Che cos’è il tartufo?

Il tartufo è un fungo ipogeo, cioè un fungo che vive e compie tutto il suo ciclo vitale sottoterra e a differenza del fungo normale (epigeo) che ha un gambo ed un cappello, esso ha una scorza chiamata tecnicamente peridio ed una parte interna detta polpa o gleba di colore diverso a seconda della specie. La polpa al taglio si presenta ricca di venature anche ramificate.

Il tartufo vive obbligatoriamente in simbiosi con un albero: le micorrize, strutture tuboliformi formate da elementi primari chiamati ife, si insinuano negli strati superficiali delle radici delle essenze arboree per prelevare acqua, sali minerali e gli altri componenti della linfa. Solo in presenza di determinati condizioni l’insieme delle ife, ossia il micelio, costituisce il corpo fruttifero, il tartufo.

Così protetto dalla terra e dagli alberi il tartufo rimase a lungo un vero e proprio mistero, una meraviglia inspiegabile, “figlio del lampo” lo credevano gli antichi.

Il nome scientifico del tartufo nero è Tuber melanosporum. Si riconosce per il colore scuro del peridio che va dal nero al bruno ricco di piccole protuberanze di forma verrucosa.

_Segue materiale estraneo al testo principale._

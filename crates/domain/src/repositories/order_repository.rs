use crate::entities::{EntityId, Order};
use crate::errors::DomainError;
use async_trait::async_trait;

#[async_trait]
pub trait OrderRepository: Send + Sync {
    /// Writes the order and its line items as one unit.
    async fn save(&self, order: &Order) -> Result<Order, DomainError>;
    async fn find_by_id(&self, id: &EntityId) -> Result<Option<Order>, DomainError>;
    async fn find_by_user(&self, user: &EntityId) -> Result<Vec<Order>, DomainError>;
    async fn find_all(&self) -> Result<Vec<Order>, DomainError>;
    /// Persists the status and `updated_at` of an existing order.
    async fn update(&self, order: &Order) -> Result<Order, DomainError>;
}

La polpa sempre di colore scuro presenta venature ramificate, sottili e chiare. Generalmente globoso, ma anche lobato, il tartufo nero ha dimensioni molto variabili, da quelle di una nocciola a quelle di una pallina da tennis.

Le querce (leccio, rovere, farnia) sono gli alberi che più facilmente entrano in simbiosi con il tartufo di questa specie, ma anche nei boschi di noccioli e carpini non è difficile trovarlo. Ad individuare i “posti buoni”, prima ancora del fiuto del cane, sono il tipo di terreno che deve avere ossatura (la frazione pietrosa) e non troppo ricco, e la scarsa vegetazione erbacea sotto agli alberi.

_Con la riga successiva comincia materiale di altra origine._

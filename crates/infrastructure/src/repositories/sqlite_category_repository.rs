use crate::database::{
    categories, insertion_order, join_error, pool_error, query_error, stored_id, SqlitePool,
};
use async_trait::async_trait;
use diesel::prelude::*;
use domain::{Category, CategoryRepository, DomainError, EntityId};

#[derive(Queryable, Selectable, Insertable, Debug)]
#[diesel(table_name = categories)]
#[diesel(check_for_backend(diesel::sqlite::Sqlite))]
struct CategoryModel {
    id: String,
    name: String,
    description: String,
}

impl TryFrom<CategoryModel> for Category {
    type Error = DomainError;

    fn try_from(model: CategoryModel) -> Result<Self, Self::Error> {
        Ok(Category::with_id(
            stored_id(&model.id)?,
            model.name,
            model.description,
        ))
    }
}

pub struct SqliteCategoryRepository {
    pool: SqlitePool,
}

impl SqliteCategoryRepository {
    pub fn new(pool: SqlitePool) -> Self {
        Self { pool }
    }
}

#[async_trait]
impl CategoryRepository for SqliteCategoryRepository {
    async fn find_by_id(&self, id: &EntityId) -> Result<Option<Category>, DomainError> {
        let mut conn = self.pool.get().map_err(pool_error)?;

        let id = id.to_string();
        let result = tokio::task::spawn_blocking(move || {
            categories::table
                .filter(categories::id.eq(id))
                .select(CategoryModel::as_select())
                .first::<CategoryModel>(&mut conn)
                .optional()
        })
        .await
        .map_err(join_error)?
        .map_err(query_error)?;

        result.map(Category::try_from).transpose()
    }

    async fn save(&self, category: &Category) -> Result<Category, DomainError> {
        let mut conn = self.pool.get().map_err(pool_error)?;

        let id = category.id.unwrap_or_else(EntityId::generate);
        let model = CategoryModel {
            id: id.to_string(),
            name: category.name.clone(),
            description: category.description.clone(),
        };

        tokio::task::spawn_blocking(move || {
            diesel::insert_into(categories::table)
                .values(&model)
                .execute(&mut conn)
        })
        .await
        .map_err(join_error)?
        .map_err(query_error)?;

        let mut saved = category.clone();
        saved.id = Some(id);
        Ok(saved)
    }

    async fn find_all(&self) -> Result<Vec<Category>, DomainError> {
        let mut conn = self.pool.get().map_err(pool_error)?;

        let models = tokio::task::spawn_blocking(move || {
            categories::table
                .select(CategoryModel::as_select())
                .order(insertion_order())
                .load::<CategoryModel>(&mut conn)
        })
        .await
        .map_err(join_error)?
        .map_err(query_error)?;

        models.into_iter().map(Category::try_from).collect()
    }
}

In Italia chi dice “tartufo nero” dice “Norcia”, ma anche altri centri, data l’ampia diffusione sul territorio nazionale, stanno diventando “capitali del tartufo” grazie a manifestazioni mirate e gastronomie attente.

 

Pulire e conservare i tartufi

I tartufi si liberano dalla terra: si spazzolano con cura, si lavano e si lasciano asciugare perfettamente. L’ideale è un contenitore con carta da cucina o altro materiale assorbente (tradizionalmente s’impiega il riso) per evitare che si formi una condensa o un eccesso di umidità che favorisca il deperimento del tubero. Si conservano nella parte meno fredda del frigorifero e si controlla che non si formino gocce sul coperchio.

 

Tartufo nero in cucina

Il primo impiego del tartufo è come aromatizzante dei cibi prima che questi vengano messi a cottura: è il caso delle uova alla coque consentito dalla porosità del guscio. Basta chiudere per quarantotto ore le uova con i tartufi in un contenitore ermetico prima di cuocerle.

Per una tartina si impiega pane poco tostato e tartufo lavorato nel mortaio con olio di oliva di qualità, in un rapporto di due a uno, prima di spalmare si regola di sale.

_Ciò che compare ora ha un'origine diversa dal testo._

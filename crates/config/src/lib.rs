use dotenv::dotenv;
use dotenv::from_path;
use std::env;
use std::str::FromStr;
use thiserror::Error;

const DEFAULT_DATABASE_PATH: &str = "storefront.db";
const DEFAULT_POOL_SIZE: u32 = 8;
const DEFAULT_HOST: &str = "0.0.0.0";
const DEFAULT_PORT: u16 = 8080;
const DEFAULT_JWT_TTL_HOURS: u64 = 24;
const DEFAULT_BCRYPT_COST: u32 = 10;

#[derive(Debug, Error, PartialEq, Eq)]
pub enum ConfigError {
    #[error("failed to load env file {path}: {reason}")]
    EnvFile { path: String, reason: String },
    #[error("{0} must be set")]
    Missing(&'static str),
    #[error("{name} has an invalid value {value:?}: {reason}")]
    Invalid {
        name: &'static str,
        value: String,
        reason: String,
    },
}

#[derive(Debug, Clone)]
pub struct Config {
    pub database_path: String,
    pub database_pool_size: u32,
    pub api_host: String,
    pub api_port: u16,
    pub jwt_secret: String,
    pub jwt_ttl_hours: u64,
    pub bcrypt_cost: u32,
}

impl Config {
    /// Load configuration from a specified `.env` file path or default to the root `.env` file.
    /// Variables already present in the process environment take precedence.
    pub fn from_env(env_path: Option<&str>) -> Result<Self, ConfigError> {
        if let Some(path) = env_path {
            from_path(path).map_err(|e| ConfigError::EnvFile {
                path: path.to_string(),
                reason: e.to_string(),
            })?;
        } else {
            // A missing `.env` is fine; everything has a default except the secret
            dotenv().ok();
        }

        Self::from_lookup(|name| env::var(name).ok())
    }

    /// Builds the configuration from any variable source.
    pub fn from_lookup<F>(lookup: F) -> Result<Self, ConfigError>
    where
        F: Fn(&str) -> Option<String>,
    {
        let jwt_secret = lookup("JWT_SECRET")
            .filter(|secret| !secret.trim().is_empty())
            .ok_or(ConfigError::Missing("JWT_SECRET"))?;

        let config = Self {
            database_path: lookup("DATABASE_PATH")
                .filter(|path| !path.trim().is_empty())
                .unwrap_or_else(|| DEFAULT_DATABASE_PATH.to_string()),
            database_pool_size: parse_or(&lookup, "DATABASE_POOL_SIZE", DEFAULT_POOL_SIZE)?,
            api_host: lookup("API_HOST").unwrap_or_else(|| DEFAULT_HOST.to_string()),
            api_port: parse_or(&lookup, "API_PORT", DEFAULT_PORT)?,
            jwt_secret,
            jwt_ttl_hours: parse_or(&lookup, "JWT_TTL_HOURS", DEFAULT_JWT_TTL_HOURS)?,
            bcrypt_cost: parse_or(&lookup, "BCRYPT_COST", DEFAULT_BCRYPT_COST)?,
        };
        config.validate()?;
        Ok(config)
    }

    pub fn api_address(&self) -> String {
        format!("{}:{}", self.api_host, self.api_port)
    }

    fn validate(&self) -> Result<(), ConfigError> {
        if self.database_pool_size == 0 {
            return Err(invalid("DATABASE_POOL_SIZE", "0", "must be at least 1"));
        }
        if self.jwt_ttl_hours == 0 {
            return Err(invalid("JWT_TTL_HOURS", "0", "must be at least 1"));
        }
        if !(4..=31).contains(&self.bcrypt_cost) {
            return Err(invalid(
                "BCRYPT_COST",
                &self.bcrypt_cost.to_string(),
                "must be between 4 and 31",
            ));
        }
        Ok(())
    }
}

fn parse_or<F, T>(lookup: &F, name: &'static str, default: T) -> Result<T, ConfigError>
where
    F: Fn(&str) -> Option<String>,
    T: FromStr,
    T::Err: std::fmt::Display,
{
    match lookup(name) {
        None => Ok(default),
        Some(raw) if raw.trim().is_empty() => Ok(default),
        Some(raw) => raw
            .trim()
            .parse()
            .map_err(|e: T::Err| invalid(name, &raw, &e.to_string())),
    }
}

fn invalid(name: &'static str, value: &str, reason: &str) -> ConfigError {
    ConfigError::Invalid {
        name,
        value: value.to_string(),
        reason: reason.to_string(),
    }
}

#[cfg(test)]
mod tests {
    use super::*;
    use std::collections::HashMap;

    fn config_from(vars: &[(&str, &str)]) -> Result<Config, ConfigError> {
        let vars: HashMap<String, String> = vars
            .iter()
            .map(|(k, v)| (k.to_string(), v.to_string()))
            .collect();
        Config::from_lookup(|name| vars.get(name).cloned())
    }

    #[test]
    fn defaults_apply_when_only_the_secret_is_set() {
        let config = config_from(&[("JWT_SECRET", "s3cret")]).unwrap();
        assert_eq!(config.database_path, "storefront.db");
        assert_eq!(config.database_pool_size, 8);
        assert_eq!(config.api_address(), "0.0.0.0:8080");
        assert_eq!(config.jwt_ttl_hours, 24);
        assert_eq!(config.bcrypt_cost, 10);
    }

    #[test]
    fn secret_is_required() {
        assert_eq!(config_from(&[]).unwrap_err(), ConfigError::Missing("JWT_SECRET"));
        assert_eq!(
            config_from(&[("JWT_SECRET", "  ")]).unwrap_err(),
            ConfigError::Missing("JWT_SECRET")
        );
    }

    #[test]
    fn overrides_are_parsed() {
        let config = config_from(&[
            ("JWT_SECRET", "s3cret"),
            ("DATABASE_PATH", ":memory:"),
            ("API_HOST", "127.0.0.1"),
            ("API_PORT", "3000"),
            ("BCRYPT_COST", "4"),
        ])
        .unwrap();
        assert_eq!(config.database_path, ":memory:");
        assert_eq!(config.api_address(), "127.0.0.1:3000");
        assert_eq!(config.bcrypt_cost, 4);
    }

    #[test]
    fn malformed_values_are_reported_by_name() {
        let port = config_from(&[("JWT_SECRET", "s"), ("API_PORT", "eighty")]).unwrap_err();
        assert!(matches!(port, ConfigError::Invalid { name: "API_PORT", .. }));

        let cost = config_from(&[("JWT_SECRET", "s"), ("BCRYPT_COST", "3")]).unwrap_err();
        assert!(matches!(cost, ConfigError::Invalid { name: "BCRYPT_COST", .. }));

        let pool = config_from(&[("JWT_SECRET", "s"), ("DATABASE_POOL_SIZE", "0")]).unwrap_err();
        assert!(matches!(pool, ConfigError::Invalid { name: "DATABASE_POOL_SIZE", .. }));
    }
}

Per una pasta che esprima al meglio le caratteristiche organolettiche del tartufo ci si limita ad unirlo in scaglie o si lavora al mortaio con poco olio.

Per un superbo filetto si inforna la carne dopo averla spennellata con burro e si scotta, si finisce la cottura sulla griglia e subito si taglia in fettine dello spessore di circa un centimetro. Prima di servire si passa in una salsa ottenuta dall’emulsione di olio, sale, aceto balsamico, unita al tartufo lavorato al mortaio.

 

A caccia di tartufi

La ricerca del tartufo è una vera e propria arte che non può essere improvvisata, ma è frutto di un lungo lavoro di affiatamento e affinamento di linguaggio e segnali fra cane e padrone. E’ difficile, infatti, uscire alla ricerca con un cane che non si conosce e che non ci conosce, perché andar per tartufi è un lavoro di coppia.

Chi conosce un amico che pratica quest’arte può chiedere di essere portato come accompagnatore al seguito e così scoprirà che, spesso, si tratta di affacciarsi su un mondo nuovo fatto di boschi di mattino prestissimo ancora carichi della rugiada notturna, più silenzi che dialoghi, fatica, e luoghi segreti che ogni cercatore non ama condividere con gli altri.